**WHAT TO DO**
Count the lines in the data below that have "unwrap" in them, and reply with only that number.

DATA SUPPLIED Block Start

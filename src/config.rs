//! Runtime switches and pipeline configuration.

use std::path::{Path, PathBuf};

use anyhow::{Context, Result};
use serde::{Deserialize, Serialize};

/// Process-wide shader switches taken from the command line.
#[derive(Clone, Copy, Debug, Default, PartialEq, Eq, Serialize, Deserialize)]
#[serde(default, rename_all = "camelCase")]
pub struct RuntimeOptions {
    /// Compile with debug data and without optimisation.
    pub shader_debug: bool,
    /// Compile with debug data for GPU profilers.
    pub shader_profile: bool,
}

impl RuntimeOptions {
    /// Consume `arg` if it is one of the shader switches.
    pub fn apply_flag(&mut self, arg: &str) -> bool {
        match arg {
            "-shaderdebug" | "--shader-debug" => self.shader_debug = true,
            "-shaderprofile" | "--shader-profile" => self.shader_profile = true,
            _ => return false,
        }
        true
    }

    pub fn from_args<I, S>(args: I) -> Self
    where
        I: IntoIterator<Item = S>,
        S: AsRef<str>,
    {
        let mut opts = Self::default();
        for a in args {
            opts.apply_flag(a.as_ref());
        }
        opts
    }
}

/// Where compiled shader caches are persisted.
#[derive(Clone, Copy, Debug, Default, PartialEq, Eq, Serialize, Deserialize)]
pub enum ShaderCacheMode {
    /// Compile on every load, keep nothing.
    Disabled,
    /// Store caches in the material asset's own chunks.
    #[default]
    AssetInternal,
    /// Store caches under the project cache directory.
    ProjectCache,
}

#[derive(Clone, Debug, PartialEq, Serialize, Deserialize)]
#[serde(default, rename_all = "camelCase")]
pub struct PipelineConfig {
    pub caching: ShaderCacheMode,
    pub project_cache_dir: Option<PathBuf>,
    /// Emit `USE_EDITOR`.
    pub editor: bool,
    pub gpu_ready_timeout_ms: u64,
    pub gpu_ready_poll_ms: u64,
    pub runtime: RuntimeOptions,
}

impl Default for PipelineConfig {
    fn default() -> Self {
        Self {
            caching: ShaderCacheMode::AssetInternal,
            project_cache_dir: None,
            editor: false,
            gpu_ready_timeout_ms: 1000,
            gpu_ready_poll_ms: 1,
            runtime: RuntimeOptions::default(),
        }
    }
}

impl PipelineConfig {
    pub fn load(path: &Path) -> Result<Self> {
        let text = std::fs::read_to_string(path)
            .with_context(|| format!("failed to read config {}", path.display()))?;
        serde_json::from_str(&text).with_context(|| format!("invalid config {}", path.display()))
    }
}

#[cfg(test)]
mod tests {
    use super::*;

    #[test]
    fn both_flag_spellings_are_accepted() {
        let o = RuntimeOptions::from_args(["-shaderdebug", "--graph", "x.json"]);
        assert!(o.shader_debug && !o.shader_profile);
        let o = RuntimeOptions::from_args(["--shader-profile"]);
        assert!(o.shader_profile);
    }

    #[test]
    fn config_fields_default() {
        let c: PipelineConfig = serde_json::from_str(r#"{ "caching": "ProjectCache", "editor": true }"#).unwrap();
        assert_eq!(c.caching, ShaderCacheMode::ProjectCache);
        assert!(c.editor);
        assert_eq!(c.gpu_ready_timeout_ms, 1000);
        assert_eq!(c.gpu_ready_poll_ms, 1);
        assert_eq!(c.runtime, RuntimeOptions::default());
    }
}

DATA SUPPLIED Block End
DATA SUPPLIED Block Start

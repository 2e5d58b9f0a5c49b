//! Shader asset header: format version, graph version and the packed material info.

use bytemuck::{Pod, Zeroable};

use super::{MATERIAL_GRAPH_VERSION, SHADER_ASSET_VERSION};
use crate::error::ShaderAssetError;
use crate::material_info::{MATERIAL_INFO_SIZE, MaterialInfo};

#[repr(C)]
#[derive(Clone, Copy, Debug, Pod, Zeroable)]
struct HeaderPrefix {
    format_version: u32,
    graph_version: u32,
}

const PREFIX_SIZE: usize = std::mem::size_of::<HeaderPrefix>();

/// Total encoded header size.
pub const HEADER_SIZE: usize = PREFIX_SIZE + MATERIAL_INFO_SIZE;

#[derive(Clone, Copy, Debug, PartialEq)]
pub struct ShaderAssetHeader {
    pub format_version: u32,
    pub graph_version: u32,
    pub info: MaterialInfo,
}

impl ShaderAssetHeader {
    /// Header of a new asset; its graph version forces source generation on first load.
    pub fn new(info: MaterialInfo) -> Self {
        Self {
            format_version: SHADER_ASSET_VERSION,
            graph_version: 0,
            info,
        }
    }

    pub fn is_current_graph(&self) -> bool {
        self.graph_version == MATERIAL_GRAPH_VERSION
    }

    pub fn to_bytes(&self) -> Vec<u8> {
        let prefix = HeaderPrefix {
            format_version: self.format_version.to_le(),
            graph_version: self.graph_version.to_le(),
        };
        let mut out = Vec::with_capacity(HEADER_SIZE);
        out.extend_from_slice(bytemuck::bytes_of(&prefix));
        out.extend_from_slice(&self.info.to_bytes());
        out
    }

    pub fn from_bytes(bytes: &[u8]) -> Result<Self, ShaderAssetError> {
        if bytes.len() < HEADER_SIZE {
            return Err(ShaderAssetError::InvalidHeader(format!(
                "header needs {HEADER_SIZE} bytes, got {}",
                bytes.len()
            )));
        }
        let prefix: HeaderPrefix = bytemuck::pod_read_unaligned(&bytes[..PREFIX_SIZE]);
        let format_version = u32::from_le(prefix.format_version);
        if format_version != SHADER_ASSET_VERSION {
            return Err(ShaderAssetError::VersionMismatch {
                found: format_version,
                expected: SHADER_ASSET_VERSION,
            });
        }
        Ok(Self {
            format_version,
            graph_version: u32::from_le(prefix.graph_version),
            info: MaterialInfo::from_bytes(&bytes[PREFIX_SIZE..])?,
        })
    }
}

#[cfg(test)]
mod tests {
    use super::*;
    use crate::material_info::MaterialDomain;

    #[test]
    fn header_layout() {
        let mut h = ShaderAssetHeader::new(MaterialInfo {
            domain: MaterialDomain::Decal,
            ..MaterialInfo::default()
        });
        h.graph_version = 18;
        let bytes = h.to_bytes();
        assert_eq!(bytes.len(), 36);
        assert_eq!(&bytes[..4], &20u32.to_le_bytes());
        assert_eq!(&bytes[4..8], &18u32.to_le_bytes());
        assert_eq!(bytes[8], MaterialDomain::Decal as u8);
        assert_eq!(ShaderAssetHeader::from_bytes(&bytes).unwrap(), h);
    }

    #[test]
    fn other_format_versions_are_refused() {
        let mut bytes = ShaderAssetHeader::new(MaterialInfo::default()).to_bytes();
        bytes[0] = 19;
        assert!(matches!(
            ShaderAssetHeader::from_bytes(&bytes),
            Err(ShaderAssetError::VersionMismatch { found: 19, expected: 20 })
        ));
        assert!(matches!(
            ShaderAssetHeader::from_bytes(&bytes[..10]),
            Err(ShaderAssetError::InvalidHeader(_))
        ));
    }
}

DATA SUPPLIED Block End

**ANSWER BOX**
2